What words could I offer to express my dismay and revulsion for Mr. Trump’s post on his Truth Social account, picturing himself as Jesus Christ, healing a sick man in a hospital?  The president says “I did post it, and I thought it was me as a doctor and it had to do with Red Cross.”

But of course Red Cross workers don’t typically wear white robes with red sashes, aren’t typically surrounded by glorious aureoles, and don’t typically have light radiating from their left hands.  They aren’t typically surrounded by adoring, prayerful figures, and aren’t typically backdropped by flying warrior angels.

No.   The president was depicting himself as the Christ.  What’s more, He was depicting himself as the Risen Christ:  He who was crucified, died and was buried; who descended into hell, and on the third day rose again from the dead; who ascended into heaven and is seated at the right hand of God the Father almighty; who will come again to judge the living and the dead.  The messianic iconography of Mr. Trump’s AI-generated image was more lavish than that which the North Korean regime uses to promote the cult of Kim Jong Un.

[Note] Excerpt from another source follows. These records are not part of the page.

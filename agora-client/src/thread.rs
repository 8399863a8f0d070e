use std::{
    collections::{HashMap, HashSet},
    sync::Arc,
};

use anyhow::Context;

use crate::{
    api::{ClaimId, CommentId, CommentRecord, Order, StanceCounts, Store, ThreadOrder, UserId},
    branch_stances, build_tree, count_stances, top_level_forest, BlockedCache, CommentNode,
    OrderExt, ThreadOrderExt,
};

/// The discussion under one claim, as seen by `viewer`
#[derive(Clone, Debug, Eq, PartialEq)]
pub struct Thread {
    pub claim_id: ClaimId,
    pub viewer: UserId,

    /// Flat comments in storage order, blocked authors included
    pub records: Arc<Vec<CommentRecord>>,

    /// Authors `viewer` does not want to see
    pub blocked: Arc<HashSet<UserId>>,
}

impl Thread {
    #[cfg(test)]
    pub fn stub() -> Thread {
        Thread {
            claim_id: ClaimId::stub(),
            viewer: UserId::stub(),
            records: Arc::new(Vec::new()),
            blocked: Arc::new(HashSet::new()),
        }
    }

    pub async fn load<S>(
        store: &S,
        cache: &BlockedCache,
        viewer: UserId,
        claim_id: ClaimId,
    ) -> anyhow::Result<Thread>
    where
        S: Store + ?Sized,
    {
        let records = store
            .comments_for(claim_id)
            .await
            .with_context(|| format!("fetching comments for claim {claim_id:?}"))?;
        let blocked = cache
            .blocked_by(viewer)
            .await
            .with_context(|| format!("loading thread {claim_id:?} for {viewer:?}"))?;
        tracing::debug!(
            ?claim_id,
            num_comments = records.len(),
            num_blocked = blocked.len(),
            "loaded thread"
        );
        Ok(Thread {
            claim_id,
            viewer,
            records: Arc::new(records),
            blocked,
        })
    }

    /// Appends freshly posted comments, eg. from a realtime feed
    pub fn add_records(&mut self, records: Vec<CommentRecord>) {
        Arc::make_mut(&mut self.records).extend(records);
    }

    pub fn set_blocked(&mut self, blocked: Arc<HashSet<UserId>>) {
        self.blocked = blocked;
    }

    /// Comments whose author is not blocked. Replies to hidden comments stay
    /// visible: the tree builder lifts them to top-level.
    pub fn visible_records(&self) -> impl Iterator<Item = &CommentRecord> {
        self.records
            .iter()
            .filter(|r| !self.blocked.contains(&r.author_id))
    }

    pub fn tree(&self, order: &ThreadOrder) -> Vec<CommentNode> {
        let mut forest = build_tree(self.visible_records().cloned());
        order.apply(&mut forest);
        forest
    }

    /// Top-level comments only, without their replies
    pub fn top_level(&self, order: &Order) -> Vec<CommentNode> {
        let mut forest = top_level_forest(self.visible_records().cloned());
        order.sort(&mut forest);
        forest
    }

    pub fn stances(&self) -> StanceCounts {
        count_stances(&build_tree(self.visible_records().cloned()))
    }

    pub fn top_level_stances(&self) -> StanceCounts {
        count_stances(&top_level_forest(self.visible_records().cloned()))
    }

    pub fn branch_stances(&self) -> HashMap<CommentId, StanceCounts> {
        branch_stances(&build_tree(self.visible_records().cloned()))
    }
}

#[cfg(test)]
mod tests {
    use super::*;
    use crate::{
        api::Uuid,
        testing::{record, record_at},
        CacheConfig,
    };
    use agora_mock_store::MockStore;

    fn by(mut r: CommentRecord, author: UserId) -> CommentRecord {
        r.author_id = author;
        r
    }

    #[tokio::test]
    async fn load_hides_blocked_authors() {
        let store = Arc::new(MockStore::new());
        let (me, friend, troll) = (
            UserId(Uuid::new_v4()),
            UserId(Uuid::new_v4()),
            UserId(Uuid::new_v4()),
        );
        store.block(me, troll);
        for r in [
            by(record_at("a", None, true, 0), friend),
            by(record_at("bad", Some("a"), false, 1), troll),
            by(record_at("reply", Some("bad"), true, 2), friend),
            by(record_at("b", None, false, 3), friend),
        ] {
            store.add_comment(r).expect("adding comment");
        }
        let cache = BlockedCache::new(store.clone(), CacheConfig::default());

        let thread = Thread::load(&*store, &cache, me, ClaimId::stub())
            .await
            .expect("loading thread");
        assert_eq!(thread.records.len(), 4);
        assert_eq!(thread.visible_records().count(), 3);

        let forest = thread.tree(&ThreadOrder::default());
        let ids = forest.iter().map(|n| n.id().as_str()).collect::<Vec<_>>();
        // the reply to the hidden comment is lifted to top-level, newest first
        assert_eq!(ids, vec!["b", "reply", "a"]);
        assert_eq!(thread.stances(), StanceCounts::new(2, 1));
        assert_eq!(thread.top_level_stances(), StanceCounts::new(2, 1));

        let top = thread.top_level(&Order::CreatedAt(crate::api::OrderType::Asc));
        let ids = top.iter().map(|n| n.id().as_str()).collect::<Vec<_>>();
        assert_eq!(ids, vec!["a", "reply", "b"]);
    }

    #[tokio::test]
    async fn load_reports_store_failures() {
        let store = Arc::new(MockStore::new());
        store.set_offline(true);
        let cache = BlockedCache::new(store.clone(), CacheConfig::default());
        let err = Thread::load(&*store, &cache, UserId::stub(), ClaimId::stub())
            .await
            .unwrap_err();
        assert!(format!("{err:#}").contains("fetching comments for claim"));
    }

    #[test]
    fn added_records_join_the_tree() {
        let mut thread = Thread::stub();
        thread.add_records(vec![record("a", None, true)]);
        let before = thread.clone();
        thread.add_records(vec![record("b", Some("a"), false)]);
        assert_eq!(before.records.len(), 1);

        let forest = thread.tree(&ThreadOrder::default());
        assert_eq!(forest.len(), 1);
        assert_eq!(forest[0].num_comments(), 2);
        assert_eq!(thread.top_level_stances(), StanceCounts::new(1, 0));
        assert_eq!(
            thread.branch_stances()[&CommentId::from("a")],
            StanceCounts::new(1, 1)
        );
    }

    #[test]
    fn blocking_changes_visible_counts() {
        let troll = UserId(Uuid::new_v4());
        let mut thread = Thread::stub();
        thread.add_records(vec![
            record("a", None, true),
            by(record("b", None, false), troll),
        ]);
        assert_eq!(thread.stances(), StanceCounts::new(1, 1));
        thread.set_blocked(Arc::new([troll].into_iter().collect()));
        assert_eq!(thread.stances(), StanceCounts::new(1, 0));
    }
}
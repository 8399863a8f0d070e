use crate::{ClaimId, CommentRecord, UserId};

/// Everything needed to render one discussion offline: the flat comments of
/// a claim, and who the viewing user has blocked
#[derive(Clone, Debug, Eq, PartialEq, serde::Deserialize, serde::Serialize)]
pub struct Snapshot {
    pub claim_id: ClaimId,
    pub viewer: UserId,
    pub comments: Vec<CommentRecord>,
    #[serde(default)]
    pub blocked: Vec<UserId>,
}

Without in the least diminishing the shock and filth of this blasphemy, allow me to offer a reminder that we have a history of presidents comparing themselves to Christ and of allowing others to do so.  One would think that after the fall of emperor worship, we in the West would have got over that sort of thing.  Unfortunately, no.  As belief in the real God has waned, the urge to make gods of other things -- our rulers and ourselves included – has waxed.

Have we already forgotten the messianism of the Barack Obama presidency?  Jesse Jackson said that the man’s nomination was so significant that “another chapter could be added to the Bible to chronicle its significance.”  A contributor to the left-wing website Daily Kos said in reference to him, “What if all of the religious nuts were bashing the second coming of their Christ and they didn't even know it?”  Numerous bloggers on the left wrote that he was “no ordinary man” and that he “communicate[d] God-like energy.”  Whenever they could, photojournalists framed their shots in such a way as to make his head appear to have an aureole of holy light.  At Bernice Young Elementary School in Burlington, New Jersey, teachers made up a song about him for the students to sing, borrowing words from the traditional children’s hymn “Jesus Loves the Little Children.”  At a gathering sponsored by the Gamaliel Foundation in Washington, D.C., the crowd chanted not the traditional litany “Hear our cry, O Lord,” but “Hear our cry, Obama.”  Mr. Obama himself reveled in messianic language.  After securing his party’s nomination, he exulted that “This was the moment when the rise of the oceans began to slow and our planet began to heal.”

But political apotheosis didn’t begin with Mr. Obama either.  Bill Clinton went so far as to call his political platform the New Covenant, which is the term Christians use for the new relationship among God and His people which was made possible by the atonement of Christ.  Then he misquoted scripture for support.  "No eye has seen, no ear has heard, no mind has imagined what we can build," he boasted in his convention speech.  This was an obscene misquotation of 1 Corinthians 2:9 (itself a quotation from Isaiah 64:4), which reads in the original, "Eye has not seen, nor ear heard, neither have entered into the heart of man, the things which God hath prepared for them that love Him."  The Biblical passage gives sovereignty to God.  The modified language still sounds Biblical, but gives sovereignty to man.

In fact, the messianic urge in presidential politics begins even further back than that.  Abraham Lincoln, a reverent man, would have firmly resisted any comparison between himself and Christ, but not all of his admirers were so restrained.  The lyrics of Julia Ward Howe’s stirring Battle Hymn of the Republic proclaim, “I have read a fiery gospel writ in burnished rows of steel: ... Let the Hero, born of woman, crush the serpent with his heel.”  The burnished rows of steel are the steel swords of soldiers.  The image of the Hero born of woman who crushes the serpent with His heel is taken from Genesis 3:15, which Christians regard as the first messianic prophecy.  Biblically, the serpent is a symbol of the tempter, but politically, it depicts the Northern supporters of the Southern cause, who were called “Copperheads” after a variety of poisonous snake.  Between the lines, Howe was saying that the war president, Lincoln, was an image of the divine redeemer, Christ, and a precursor of His second coming.

I hope that today’s godless politicians would be more like Lincoln, the keynote of whose Second Inaugural Address was not vaunting human pride and vanity, but humility for both the country and himself.  Whatever one may like or dislike about their policies and political deeds, sometimes Messrs. Clinton, Obama, and Trump have seemed as though they were trying out for a different role.

The notorious “God is dead” thinker Friedrich Nietzsche is supposed to have remarked that he felt as though he were a new pen that some power was trying out.  We are beginning to see a lot of those pens.